▸ Working data:

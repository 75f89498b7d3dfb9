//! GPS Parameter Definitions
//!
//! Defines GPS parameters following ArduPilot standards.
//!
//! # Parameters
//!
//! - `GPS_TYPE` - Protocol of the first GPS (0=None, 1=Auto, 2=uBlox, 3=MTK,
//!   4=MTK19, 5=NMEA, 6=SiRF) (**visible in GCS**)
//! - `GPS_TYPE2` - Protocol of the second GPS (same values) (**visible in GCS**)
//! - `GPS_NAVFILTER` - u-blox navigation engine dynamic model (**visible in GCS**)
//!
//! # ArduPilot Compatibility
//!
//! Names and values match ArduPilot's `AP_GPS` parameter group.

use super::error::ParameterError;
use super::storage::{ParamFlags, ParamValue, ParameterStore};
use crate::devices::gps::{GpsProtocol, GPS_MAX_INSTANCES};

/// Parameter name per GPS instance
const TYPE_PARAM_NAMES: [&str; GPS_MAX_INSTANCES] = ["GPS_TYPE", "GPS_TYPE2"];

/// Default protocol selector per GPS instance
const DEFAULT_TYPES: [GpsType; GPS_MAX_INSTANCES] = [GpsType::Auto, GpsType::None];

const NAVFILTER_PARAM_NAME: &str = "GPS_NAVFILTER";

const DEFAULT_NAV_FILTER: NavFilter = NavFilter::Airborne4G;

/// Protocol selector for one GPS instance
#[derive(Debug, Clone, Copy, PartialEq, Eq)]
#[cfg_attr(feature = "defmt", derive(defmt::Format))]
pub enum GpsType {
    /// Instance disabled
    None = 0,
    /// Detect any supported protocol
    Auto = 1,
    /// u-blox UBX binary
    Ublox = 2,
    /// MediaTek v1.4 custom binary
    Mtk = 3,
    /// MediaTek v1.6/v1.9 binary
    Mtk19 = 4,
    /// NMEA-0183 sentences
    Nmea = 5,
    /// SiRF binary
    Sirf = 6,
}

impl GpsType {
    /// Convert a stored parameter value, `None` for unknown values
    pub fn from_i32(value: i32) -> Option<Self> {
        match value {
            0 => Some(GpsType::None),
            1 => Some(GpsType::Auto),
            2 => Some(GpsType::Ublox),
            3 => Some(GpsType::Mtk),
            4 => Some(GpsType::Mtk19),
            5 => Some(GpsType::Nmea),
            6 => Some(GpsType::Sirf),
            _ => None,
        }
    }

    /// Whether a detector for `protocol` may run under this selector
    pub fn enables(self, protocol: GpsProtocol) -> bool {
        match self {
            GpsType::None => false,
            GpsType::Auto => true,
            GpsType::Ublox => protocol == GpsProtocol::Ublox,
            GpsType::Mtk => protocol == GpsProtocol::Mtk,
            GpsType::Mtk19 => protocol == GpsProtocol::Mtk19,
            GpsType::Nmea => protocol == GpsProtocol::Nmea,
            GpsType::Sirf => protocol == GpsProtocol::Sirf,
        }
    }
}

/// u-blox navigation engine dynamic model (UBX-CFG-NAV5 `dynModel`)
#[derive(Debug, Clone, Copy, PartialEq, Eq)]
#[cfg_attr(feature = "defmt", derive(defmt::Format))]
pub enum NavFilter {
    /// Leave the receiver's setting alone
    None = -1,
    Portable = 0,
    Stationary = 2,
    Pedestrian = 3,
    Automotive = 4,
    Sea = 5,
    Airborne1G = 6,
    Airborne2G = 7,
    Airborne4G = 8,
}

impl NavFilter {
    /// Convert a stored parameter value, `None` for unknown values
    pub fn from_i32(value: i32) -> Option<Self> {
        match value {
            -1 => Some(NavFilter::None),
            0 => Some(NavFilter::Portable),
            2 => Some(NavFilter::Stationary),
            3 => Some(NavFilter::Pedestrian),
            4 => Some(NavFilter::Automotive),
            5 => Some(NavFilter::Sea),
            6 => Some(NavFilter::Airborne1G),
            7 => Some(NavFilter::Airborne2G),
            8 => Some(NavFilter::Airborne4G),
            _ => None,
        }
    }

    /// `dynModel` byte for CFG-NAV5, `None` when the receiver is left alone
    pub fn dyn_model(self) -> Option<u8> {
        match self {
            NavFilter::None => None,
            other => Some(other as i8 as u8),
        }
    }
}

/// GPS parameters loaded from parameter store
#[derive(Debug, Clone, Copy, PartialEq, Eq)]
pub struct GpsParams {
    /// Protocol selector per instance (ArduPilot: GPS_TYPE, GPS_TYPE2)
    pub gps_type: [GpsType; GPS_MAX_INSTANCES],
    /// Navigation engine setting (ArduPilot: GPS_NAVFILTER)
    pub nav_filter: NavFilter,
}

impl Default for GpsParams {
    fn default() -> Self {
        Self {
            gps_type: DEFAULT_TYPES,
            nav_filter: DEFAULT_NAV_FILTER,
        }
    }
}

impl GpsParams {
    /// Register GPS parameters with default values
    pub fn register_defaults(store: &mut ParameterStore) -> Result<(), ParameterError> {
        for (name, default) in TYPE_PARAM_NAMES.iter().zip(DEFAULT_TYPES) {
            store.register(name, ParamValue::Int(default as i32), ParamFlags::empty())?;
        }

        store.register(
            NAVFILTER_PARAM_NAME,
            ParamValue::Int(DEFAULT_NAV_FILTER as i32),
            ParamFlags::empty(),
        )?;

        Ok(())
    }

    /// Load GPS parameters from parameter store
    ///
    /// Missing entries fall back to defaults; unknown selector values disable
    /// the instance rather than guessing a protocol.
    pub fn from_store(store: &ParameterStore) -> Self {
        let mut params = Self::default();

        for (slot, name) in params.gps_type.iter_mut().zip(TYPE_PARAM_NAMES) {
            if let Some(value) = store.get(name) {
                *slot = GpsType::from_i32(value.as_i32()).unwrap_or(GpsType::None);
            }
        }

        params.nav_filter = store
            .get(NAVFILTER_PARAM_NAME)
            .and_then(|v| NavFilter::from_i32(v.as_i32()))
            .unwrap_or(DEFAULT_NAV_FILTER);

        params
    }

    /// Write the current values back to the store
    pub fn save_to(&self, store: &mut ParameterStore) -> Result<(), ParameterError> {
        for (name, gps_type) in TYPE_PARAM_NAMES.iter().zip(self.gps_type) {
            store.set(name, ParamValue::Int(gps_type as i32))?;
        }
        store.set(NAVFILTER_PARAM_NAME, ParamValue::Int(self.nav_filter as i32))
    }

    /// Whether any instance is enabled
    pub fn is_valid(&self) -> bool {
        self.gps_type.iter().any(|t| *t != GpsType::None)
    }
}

▸ Assignment: Repeat the listing above without any change.

▸ Output for this exercise:
repository 75f89498b7d3dfb9
//! GPS Parameter Definitions
//!
//! Defines GPS parameters following ArduPilot standards.
//!
//! # Parameters
//!
//! - `GPS_TYPE` - Protocol of the first GPS (0=None, 1=Auto, 2=uBlox, 3=MTK,
//!   4=MTK19, 5=NMEA, 6=SiRF) (**visible in GCS**)
//! - `GPS_TYPE2` - Protocol of the second GPS (same values) (**visible in GCS**)
//! - `GPS_NAVFILTER` - u-blox navigation engine dynamic model (**visible in GCS**)
//!
//! # ArduPilot Compatibility
//!
//! Names and values match ArduPilot's `AP_GPS` parameter group.

use super::error::ParameterError;
use super::storage::{ParamFlags, ParamValue, ParameterStore};
use crate::devices::gps::{GpsProtocol, GPS_MAX_INSTANCES};

/// Parameter name per GPS instance
const TYPE_PARAM_NAMES: [&str; GPS_MAX_INSTANCES] = ["GPS_TYPE", "GPS_TYPE2"];

/// Default protocol selector per GPS instance
const DEFAULT_TYPES: [GpsType; GPS_MAX_INSTANCES] = [GpsType::Auto, GpsType::None];

const NAVFILTER_PARAM_NAME: &str = "GPS_NAVFILTER";

const DEFAULT_NAV_FILTER: NavFilter = NavFilter::Airborne4G;

/// Protocol selector for one GPS instance
#[derive(Debug, Clone, Copy, PartialEq, Eq)]
#[cfg_attr(feature = "defmt", derive(defmt::Format))]
pub enum GpsType {
    /// Instance disabled
    None = 0,
    /// Detect any supported protocol
    Auto = 1,
    /// u-blox UBX binary
    Ublox = 2,
    /// MediaTek v1.4 custom binary
    Mtk = 3,
    /// MediaTek v1.6/v1.9 binary
    Mtk19 = 4,
    /// NMEA-0183 sentences
    Nmea = 5,
    /// SiRF binary
    Sirf = 6,
}

impl GpsType {
    /// Convert a stored parameter value, `None` for unknown values
    pub fn from_i32(value: i32) -> Option<Self> {
        match value {
            0 => Some(GpsType::None),
            1 => Some(GpsType::Auto),
            2 => Some(GpsType::Ublox),
            3 => Some(GpsType::Mtk),
            4 => Some(GpsType::Mtk19),
            5 => Some(GpsType::Nmea),
            6 => Some(GpsType::Sirf),
            _ => None,
        }
    }

    /// Whether a detector for `protocol` may run under this selector
    pub fn enables(self, protocol: GpsProtocol) -> bool {
        match self {
            GpsType::None => false,
            GpsType::Auto => true,
            GpsType::Ublox => protocol == GpsProtocol::Ublox,
            GpsType::Mtk => protocol == GpsProtocol::Mtk,
            GpsType::Mtk19 => protocol == GpsProtocol::Mtk19,
            GpsType::Nmea => protocol == GpsProtocol::Nmea,
            GpsType::Sirf => protocol == GpsProtocol::Sirf,
        }
    }
}

/// u-blox navigation engine dynamic model (UBX-CFG-NAV5 `dynModel`)
#[derive(Debug, Clone, Copy, PartialEq, Eq)]
#[cfg_attr(feature = "defmt", derive(defmt::Format))]
pub enum NavFilter {
    /// Leave the receiver's setting alone
    None = -1,
    Portable = 0,
    Stationary = 2,
    Pedestrian = 3,
    Automotive = 4,
    Sea = 5,
    Airborne1G = 6,
    Airborne2G = 7,
    Airborne4G = 8,
}

impl NavFilter {
    /// Convert a stored parameter value, `None` for unknown values
    pub fn from_i32(value: i32) -> Option<Self> {
        match value {
            -1 => Some(NavFilter::None),
            0 => Some(NavFilter::Portable),
            2 => Some(NavFilter::Stationary),
            3 => Some(NavFilter::Pedestrian),
            4 => Some(NavFilter::Automotive),
            5 => Some(NavFilter::Sea),
            6 => Some(NavFilter::Airborne1G),
            7 => Some(NavFilter::Airborne2G),
            8 => Some(NavFilter::Airborne4G),
            _ => None,
        }
    }

    /// `dynModel` byte for CFG-NAV5, `None` when the receiver is left alone
    pub fn dyn_model(self) -> Option<u8> {
        match self {
            NavFilter::None => None,
            other => Some(other as i8 as u8),
        }
    }
}

/// GPS parameters loaded from parameter store
#[derive(Debug, Clone, Copy, PartialEq, Eq)]
pub struct GpsParams {
    /// Protocol selector per instance (ArduPilot: GPS_TYPE, GPS_TYPE2)
    pub gps_type: [GpsType; GPS_MAX_INSTANCES],
    /// Navigation engine setting (ArduPilot: GPS_NAVFILTER)
    pub nav_filter: NavFilter,
}

impl Default for GpsParams {
    fn default() -> Self {
        Self {
            gps_type: DEFAULT_TYPES,
            nav_filter: DEFAULT_NAV_FILTER,
        }
    }
}

impl GpsParams {
    /// Register GPS parameters with default values
    pub fn register_defaults(store: &mut ParameterStore) -> Result<(), ParameterError> {
        for (name, default) in TYPE_PARAM_NAMES.iter().zip(DEFAULT_TYPES) {
            store.register(name, ParamValue::Int(default as i32), ParamFlags::empty())?;
        }

        store.register(
            NAVFILTER_PARAM_NAME,
            ParamValue::Int(DEFAULT_NAV_FILTER as i32),
            ParamFlags::empty(),
        )?;

        Ok(())
    }

    /// Load GPS parameters from parameter store
    ///
    /// Missing entries fall back to defaults; unknown selector values disable
    /// the instance rather than guessing a protocol.
    pub fn from_store(store: &ParameterStore) -> Self {
        let mut params = Self::default();

        for (slot, name) in params.gps_type.iter_mut().zip(TYPE_PARAM_NAMES) {
            if let Some(value) = store.get(name) {
                *slot = GpsType::from_i32(value.as_i32()).unwrap_or(GpsType::None);
            }
        }

        params.nav_filter = store
            .get(NAVFILTER_PARAM_NAME)
            .and_then(|v| NavFilter::from_i32(v.as_i32()))
            .unwrap_or(DEFAULT_NAV_FILTER);

        params
    }

    /// Write the current values back to the store
    pub fn save_to(&self, store: &mut ParameterStore) -> Result<(), ParameterError> {
        for (name, gps_type) in TYPE_PARAM_NAMES.iter().zip(self.gps_type) {
            store.set(name, ParamValue::Int(gps_type as i32))?;
        }
        store.set(NAVFILTER_PARAM_NAME, ParamValue::Int(self.nav_filter as i32))
    }

    /// Whether any instance is enabled
    pub fn is_valid(&self) -> bool {
        self.gps_type.iter().any(|t| *t != GpsType::None)
    }
}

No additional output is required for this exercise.